-- Entries supplied --

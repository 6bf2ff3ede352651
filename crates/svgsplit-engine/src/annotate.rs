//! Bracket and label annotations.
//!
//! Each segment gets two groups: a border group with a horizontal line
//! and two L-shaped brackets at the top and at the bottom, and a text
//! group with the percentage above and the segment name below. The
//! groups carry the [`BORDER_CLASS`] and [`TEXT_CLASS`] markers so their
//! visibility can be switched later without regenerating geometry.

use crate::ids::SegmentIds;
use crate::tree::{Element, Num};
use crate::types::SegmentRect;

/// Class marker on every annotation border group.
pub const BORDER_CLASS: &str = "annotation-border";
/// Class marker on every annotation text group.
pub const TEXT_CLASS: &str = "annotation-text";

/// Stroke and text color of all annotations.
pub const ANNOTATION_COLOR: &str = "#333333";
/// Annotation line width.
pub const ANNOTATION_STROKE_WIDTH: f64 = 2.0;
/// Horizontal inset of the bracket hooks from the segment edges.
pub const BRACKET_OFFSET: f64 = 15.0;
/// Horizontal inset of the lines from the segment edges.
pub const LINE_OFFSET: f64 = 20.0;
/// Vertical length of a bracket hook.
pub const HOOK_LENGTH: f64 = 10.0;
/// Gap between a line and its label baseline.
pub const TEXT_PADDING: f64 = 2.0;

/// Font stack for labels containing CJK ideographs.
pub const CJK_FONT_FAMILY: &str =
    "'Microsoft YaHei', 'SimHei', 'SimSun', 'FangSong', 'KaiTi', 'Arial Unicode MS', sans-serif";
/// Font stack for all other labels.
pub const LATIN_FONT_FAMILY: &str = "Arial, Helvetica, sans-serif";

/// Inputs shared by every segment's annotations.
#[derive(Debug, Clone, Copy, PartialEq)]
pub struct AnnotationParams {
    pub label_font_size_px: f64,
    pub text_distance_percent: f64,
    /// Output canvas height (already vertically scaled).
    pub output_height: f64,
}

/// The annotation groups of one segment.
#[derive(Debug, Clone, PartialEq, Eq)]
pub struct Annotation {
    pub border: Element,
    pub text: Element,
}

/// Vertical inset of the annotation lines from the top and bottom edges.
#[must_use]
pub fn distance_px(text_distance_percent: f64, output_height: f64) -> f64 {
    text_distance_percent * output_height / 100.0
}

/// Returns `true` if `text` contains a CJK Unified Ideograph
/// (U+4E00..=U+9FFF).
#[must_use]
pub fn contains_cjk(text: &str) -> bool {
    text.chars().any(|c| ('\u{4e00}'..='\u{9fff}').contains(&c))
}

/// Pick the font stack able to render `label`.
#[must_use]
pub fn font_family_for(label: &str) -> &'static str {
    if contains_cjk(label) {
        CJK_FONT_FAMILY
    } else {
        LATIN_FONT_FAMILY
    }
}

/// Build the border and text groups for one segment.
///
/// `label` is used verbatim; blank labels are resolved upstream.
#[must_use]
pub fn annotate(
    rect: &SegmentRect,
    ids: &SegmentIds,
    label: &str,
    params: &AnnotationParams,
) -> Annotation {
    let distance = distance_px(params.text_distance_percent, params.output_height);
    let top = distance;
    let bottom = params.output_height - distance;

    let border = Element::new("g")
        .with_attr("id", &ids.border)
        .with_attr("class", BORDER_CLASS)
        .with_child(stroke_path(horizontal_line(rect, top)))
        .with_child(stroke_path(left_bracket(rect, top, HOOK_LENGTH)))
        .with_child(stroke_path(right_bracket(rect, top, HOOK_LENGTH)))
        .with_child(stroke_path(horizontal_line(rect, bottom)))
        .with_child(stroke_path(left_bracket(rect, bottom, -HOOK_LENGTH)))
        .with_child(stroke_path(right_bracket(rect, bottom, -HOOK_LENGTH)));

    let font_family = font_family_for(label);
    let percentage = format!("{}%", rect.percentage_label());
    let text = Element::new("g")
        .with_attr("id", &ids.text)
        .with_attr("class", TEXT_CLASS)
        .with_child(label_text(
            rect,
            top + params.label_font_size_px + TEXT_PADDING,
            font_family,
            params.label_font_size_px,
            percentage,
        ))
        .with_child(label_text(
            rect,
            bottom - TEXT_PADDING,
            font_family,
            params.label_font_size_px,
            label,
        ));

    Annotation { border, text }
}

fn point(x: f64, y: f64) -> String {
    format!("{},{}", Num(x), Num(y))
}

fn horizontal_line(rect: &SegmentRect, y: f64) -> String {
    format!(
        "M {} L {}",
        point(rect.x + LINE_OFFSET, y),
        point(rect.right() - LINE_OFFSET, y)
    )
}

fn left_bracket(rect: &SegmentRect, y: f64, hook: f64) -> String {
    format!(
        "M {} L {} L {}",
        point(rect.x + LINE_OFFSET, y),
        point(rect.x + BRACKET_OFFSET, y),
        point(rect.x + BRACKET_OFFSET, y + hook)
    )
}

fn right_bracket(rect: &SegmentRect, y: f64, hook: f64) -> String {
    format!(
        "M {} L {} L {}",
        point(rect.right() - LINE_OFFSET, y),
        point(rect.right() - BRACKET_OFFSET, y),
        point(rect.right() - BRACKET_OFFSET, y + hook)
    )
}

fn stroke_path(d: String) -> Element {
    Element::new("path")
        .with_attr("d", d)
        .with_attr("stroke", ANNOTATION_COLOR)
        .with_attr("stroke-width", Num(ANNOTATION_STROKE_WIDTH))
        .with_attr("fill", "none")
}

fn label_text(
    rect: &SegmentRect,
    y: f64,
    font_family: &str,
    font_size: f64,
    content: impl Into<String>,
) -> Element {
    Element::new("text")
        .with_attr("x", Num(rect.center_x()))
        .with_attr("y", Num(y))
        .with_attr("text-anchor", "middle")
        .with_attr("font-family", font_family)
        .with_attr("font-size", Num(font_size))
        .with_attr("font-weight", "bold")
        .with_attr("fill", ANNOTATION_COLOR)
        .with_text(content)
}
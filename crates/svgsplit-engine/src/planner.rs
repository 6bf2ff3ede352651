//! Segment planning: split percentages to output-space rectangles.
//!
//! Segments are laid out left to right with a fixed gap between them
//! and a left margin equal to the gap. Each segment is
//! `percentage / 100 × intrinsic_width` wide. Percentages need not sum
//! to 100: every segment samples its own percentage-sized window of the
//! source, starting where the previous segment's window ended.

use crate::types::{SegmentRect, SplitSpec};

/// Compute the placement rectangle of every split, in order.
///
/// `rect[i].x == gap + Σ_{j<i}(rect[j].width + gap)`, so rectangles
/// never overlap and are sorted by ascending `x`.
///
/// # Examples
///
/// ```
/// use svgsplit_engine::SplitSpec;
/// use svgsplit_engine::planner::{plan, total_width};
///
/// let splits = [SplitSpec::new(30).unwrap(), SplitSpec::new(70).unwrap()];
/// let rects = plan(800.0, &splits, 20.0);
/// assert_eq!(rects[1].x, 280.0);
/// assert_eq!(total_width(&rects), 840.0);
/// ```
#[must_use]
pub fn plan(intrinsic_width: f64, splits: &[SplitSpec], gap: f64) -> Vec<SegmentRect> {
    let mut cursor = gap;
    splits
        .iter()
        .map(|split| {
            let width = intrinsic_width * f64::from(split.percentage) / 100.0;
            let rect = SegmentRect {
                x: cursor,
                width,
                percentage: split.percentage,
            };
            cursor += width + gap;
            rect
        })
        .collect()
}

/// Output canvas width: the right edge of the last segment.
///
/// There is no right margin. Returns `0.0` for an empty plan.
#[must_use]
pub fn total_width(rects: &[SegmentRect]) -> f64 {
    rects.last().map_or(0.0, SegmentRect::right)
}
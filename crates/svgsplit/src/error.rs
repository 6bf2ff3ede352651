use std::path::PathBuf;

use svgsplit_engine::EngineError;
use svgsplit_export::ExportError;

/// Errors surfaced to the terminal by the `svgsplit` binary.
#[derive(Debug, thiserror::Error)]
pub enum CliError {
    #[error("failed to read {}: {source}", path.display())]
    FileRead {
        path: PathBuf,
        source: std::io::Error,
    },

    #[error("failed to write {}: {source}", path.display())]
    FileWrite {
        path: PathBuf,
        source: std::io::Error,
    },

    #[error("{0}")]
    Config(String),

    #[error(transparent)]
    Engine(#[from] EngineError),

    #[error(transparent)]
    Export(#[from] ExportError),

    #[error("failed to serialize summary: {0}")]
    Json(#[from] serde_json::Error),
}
==
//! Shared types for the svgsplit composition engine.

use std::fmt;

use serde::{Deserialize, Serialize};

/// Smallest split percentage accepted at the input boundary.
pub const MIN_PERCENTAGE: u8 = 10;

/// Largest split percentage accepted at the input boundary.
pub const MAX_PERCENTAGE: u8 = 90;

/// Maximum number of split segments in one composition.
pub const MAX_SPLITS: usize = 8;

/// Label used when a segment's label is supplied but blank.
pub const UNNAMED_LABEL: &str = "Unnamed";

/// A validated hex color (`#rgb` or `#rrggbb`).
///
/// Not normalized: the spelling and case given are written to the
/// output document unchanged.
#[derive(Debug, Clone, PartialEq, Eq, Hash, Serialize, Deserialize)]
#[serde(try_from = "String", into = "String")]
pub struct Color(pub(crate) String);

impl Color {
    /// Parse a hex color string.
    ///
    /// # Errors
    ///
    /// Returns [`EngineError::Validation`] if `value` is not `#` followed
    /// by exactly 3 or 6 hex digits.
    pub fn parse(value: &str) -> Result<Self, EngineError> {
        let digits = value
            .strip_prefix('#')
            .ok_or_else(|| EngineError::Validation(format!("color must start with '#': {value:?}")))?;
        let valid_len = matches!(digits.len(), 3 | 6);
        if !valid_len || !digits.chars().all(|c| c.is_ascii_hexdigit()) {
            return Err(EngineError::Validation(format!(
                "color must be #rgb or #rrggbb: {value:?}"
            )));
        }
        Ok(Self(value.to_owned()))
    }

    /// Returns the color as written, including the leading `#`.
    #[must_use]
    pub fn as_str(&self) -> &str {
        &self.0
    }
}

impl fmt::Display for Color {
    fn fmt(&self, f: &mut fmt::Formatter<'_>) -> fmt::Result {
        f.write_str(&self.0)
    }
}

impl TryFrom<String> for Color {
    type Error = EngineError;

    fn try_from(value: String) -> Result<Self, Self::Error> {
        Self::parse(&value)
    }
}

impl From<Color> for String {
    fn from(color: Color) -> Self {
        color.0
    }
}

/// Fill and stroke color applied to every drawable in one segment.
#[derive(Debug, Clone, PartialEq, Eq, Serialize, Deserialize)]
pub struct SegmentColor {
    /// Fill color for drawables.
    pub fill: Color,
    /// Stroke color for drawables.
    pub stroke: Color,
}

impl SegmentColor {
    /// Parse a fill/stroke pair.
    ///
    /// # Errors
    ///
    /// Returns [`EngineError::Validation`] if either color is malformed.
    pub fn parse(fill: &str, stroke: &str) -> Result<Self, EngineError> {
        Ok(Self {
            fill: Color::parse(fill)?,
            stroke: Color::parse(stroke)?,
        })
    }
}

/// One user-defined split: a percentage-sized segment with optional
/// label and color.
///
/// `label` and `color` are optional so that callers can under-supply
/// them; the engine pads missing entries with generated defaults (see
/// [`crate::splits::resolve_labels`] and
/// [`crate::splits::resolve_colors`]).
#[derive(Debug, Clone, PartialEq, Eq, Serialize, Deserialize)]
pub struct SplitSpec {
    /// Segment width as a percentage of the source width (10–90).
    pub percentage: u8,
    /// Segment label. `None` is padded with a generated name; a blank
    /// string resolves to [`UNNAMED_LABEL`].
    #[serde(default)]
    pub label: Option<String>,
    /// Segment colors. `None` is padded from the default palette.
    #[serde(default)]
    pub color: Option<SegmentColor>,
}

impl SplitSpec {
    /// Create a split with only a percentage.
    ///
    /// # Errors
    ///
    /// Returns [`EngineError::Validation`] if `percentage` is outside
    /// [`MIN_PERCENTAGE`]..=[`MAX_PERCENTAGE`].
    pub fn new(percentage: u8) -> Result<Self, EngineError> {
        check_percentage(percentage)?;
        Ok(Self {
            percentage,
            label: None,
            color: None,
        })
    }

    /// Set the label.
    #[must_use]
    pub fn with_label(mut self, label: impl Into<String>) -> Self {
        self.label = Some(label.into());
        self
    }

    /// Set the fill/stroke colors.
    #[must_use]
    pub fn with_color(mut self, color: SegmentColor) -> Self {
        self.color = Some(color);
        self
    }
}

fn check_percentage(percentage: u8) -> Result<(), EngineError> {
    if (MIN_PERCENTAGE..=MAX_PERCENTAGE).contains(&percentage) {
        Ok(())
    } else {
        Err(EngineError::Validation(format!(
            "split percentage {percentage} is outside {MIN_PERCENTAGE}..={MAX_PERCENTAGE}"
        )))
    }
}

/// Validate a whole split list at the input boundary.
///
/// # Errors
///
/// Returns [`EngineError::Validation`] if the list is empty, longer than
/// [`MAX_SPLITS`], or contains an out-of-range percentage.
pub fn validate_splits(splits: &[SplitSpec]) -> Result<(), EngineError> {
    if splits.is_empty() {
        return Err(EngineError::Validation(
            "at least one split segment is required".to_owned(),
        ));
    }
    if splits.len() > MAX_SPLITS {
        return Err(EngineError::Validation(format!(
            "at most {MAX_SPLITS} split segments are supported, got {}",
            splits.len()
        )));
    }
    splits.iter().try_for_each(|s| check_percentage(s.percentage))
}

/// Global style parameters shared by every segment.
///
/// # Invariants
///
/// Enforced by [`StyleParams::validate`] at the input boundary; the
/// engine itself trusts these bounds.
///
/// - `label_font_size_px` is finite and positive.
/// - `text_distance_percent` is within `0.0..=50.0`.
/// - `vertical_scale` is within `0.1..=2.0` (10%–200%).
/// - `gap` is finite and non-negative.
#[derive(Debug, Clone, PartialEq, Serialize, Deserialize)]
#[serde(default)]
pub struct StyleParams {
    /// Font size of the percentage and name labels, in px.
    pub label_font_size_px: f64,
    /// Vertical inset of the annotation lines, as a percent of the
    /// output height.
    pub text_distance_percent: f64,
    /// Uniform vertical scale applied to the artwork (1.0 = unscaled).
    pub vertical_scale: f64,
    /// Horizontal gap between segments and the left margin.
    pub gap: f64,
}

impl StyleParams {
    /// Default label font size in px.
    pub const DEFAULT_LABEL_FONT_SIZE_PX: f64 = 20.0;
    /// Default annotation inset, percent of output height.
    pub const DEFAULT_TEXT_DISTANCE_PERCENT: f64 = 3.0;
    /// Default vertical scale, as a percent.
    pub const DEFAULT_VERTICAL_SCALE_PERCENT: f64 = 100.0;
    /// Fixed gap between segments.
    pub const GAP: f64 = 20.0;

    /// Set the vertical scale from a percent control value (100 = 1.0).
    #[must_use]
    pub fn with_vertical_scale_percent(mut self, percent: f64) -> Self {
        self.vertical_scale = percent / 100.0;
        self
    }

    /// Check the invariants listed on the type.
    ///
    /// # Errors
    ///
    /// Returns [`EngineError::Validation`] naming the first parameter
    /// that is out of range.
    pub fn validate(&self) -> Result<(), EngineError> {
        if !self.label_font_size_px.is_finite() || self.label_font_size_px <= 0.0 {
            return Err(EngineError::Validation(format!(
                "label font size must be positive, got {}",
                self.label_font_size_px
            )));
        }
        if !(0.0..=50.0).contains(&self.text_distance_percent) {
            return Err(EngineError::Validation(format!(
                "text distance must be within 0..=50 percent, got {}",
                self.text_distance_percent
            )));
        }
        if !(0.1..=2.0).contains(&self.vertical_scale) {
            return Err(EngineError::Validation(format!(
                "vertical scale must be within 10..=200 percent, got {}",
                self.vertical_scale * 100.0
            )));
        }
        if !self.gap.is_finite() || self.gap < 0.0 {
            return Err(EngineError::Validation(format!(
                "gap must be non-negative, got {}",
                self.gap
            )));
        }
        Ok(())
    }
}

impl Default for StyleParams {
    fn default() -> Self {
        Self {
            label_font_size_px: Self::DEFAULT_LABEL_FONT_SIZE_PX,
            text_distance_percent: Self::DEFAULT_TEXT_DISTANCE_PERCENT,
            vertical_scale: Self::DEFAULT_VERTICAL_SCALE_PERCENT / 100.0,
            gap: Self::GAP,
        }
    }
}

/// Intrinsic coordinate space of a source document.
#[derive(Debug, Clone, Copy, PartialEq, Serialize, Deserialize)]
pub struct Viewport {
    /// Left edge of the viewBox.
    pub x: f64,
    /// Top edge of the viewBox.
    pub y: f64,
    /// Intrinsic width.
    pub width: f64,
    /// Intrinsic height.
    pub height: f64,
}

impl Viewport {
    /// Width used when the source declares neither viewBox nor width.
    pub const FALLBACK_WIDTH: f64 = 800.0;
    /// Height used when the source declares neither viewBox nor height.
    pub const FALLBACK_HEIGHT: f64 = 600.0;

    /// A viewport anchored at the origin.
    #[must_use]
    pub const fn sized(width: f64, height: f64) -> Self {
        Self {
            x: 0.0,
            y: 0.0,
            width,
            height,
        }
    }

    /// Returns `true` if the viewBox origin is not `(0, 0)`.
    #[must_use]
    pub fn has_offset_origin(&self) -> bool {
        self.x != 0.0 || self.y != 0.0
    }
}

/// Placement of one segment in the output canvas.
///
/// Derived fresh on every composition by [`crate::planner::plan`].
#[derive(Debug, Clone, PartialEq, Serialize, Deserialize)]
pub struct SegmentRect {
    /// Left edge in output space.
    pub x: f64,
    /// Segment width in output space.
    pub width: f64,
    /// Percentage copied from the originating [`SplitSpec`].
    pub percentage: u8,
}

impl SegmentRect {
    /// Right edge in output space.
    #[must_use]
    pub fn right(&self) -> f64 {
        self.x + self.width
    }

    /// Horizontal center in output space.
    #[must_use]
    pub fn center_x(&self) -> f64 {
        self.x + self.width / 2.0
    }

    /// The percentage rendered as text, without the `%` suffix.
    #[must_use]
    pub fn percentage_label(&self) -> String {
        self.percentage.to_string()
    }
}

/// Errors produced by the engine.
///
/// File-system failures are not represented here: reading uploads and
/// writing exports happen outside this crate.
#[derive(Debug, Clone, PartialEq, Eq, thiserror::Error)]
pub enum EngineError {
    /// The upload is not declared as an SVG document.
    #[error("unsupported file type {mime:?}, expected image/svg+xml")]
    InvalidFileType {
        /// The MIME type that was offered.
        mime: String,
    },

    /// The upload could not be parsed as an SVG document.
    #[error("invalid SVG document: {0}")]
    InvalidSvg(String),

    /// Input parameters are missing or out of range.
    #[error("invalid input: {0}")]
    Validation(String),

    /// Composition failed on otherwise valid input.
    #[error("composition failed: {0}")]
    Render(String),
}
==
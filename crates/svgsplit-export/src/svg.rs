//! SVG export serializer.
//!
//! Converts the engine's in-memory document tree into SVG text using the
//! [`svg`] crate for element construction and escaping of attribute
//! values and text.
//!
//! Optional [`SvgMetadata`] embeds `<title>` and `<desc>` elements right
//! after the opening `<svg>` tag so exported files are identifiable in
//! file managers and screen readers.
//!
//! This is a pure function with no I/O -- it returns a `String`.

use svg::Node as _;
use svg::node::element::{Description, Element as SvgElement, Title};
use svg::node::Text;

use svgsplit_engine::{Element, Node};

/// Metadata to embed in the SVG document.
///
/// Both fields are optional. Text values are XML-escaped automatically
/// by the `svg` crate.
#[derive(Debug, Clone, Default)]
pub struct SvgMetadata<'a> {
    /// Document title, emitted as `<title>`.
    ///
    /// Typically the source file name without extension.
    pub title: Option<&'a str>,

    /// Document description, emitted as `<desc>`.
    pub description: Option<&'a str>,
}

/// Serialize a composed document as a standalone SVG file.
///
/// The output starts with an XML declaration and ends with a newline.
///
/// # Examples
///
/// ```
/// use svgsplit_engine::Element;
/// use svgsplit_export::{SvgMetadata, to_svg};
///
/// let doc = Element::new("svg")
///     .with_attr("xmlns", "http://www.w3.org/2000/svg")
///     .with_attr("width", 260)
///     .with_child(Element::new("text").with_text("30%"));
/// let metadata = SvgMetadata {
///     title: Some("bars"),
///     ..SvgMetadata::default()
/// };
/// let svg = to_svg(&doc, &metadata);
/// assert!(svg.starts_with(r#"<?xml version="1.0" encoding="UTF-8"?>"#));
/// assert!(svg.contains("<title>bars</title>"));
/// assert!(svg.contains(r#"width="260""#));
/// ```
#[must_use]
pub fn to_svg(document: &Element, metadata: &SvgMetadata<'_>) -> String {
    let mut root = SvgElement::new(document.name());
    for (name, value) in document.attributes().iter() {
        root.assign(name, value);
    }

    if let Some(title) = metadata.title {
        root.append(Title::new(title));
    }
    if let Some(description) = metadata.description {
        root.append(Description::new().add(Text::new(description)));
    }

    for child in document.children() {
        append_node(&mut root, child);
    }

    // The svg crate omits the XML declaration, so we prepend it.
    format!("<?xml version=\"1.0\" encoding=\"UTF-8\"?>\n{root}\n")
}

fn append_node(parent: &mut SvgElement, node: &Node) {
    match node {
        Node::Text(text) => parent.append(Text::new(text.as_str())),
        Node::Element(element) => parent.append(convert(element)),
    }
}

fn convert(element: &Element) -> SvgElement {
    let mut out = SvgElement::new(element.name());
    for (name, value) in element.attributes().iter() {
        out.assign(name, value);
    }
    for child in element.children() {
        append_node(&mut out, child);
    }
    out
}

-- Exercise directions --
Search the records for the word "used", then list every line that has it.

-- Task solution --
/// `label` is used verbatim; blank labels are resolved upstream.
/// Label used when a segment's label is supplied but blank.
    /// Width used when the source declares neither viewBox nor width.
    /// Height used when the source declares neither viewBox nor height.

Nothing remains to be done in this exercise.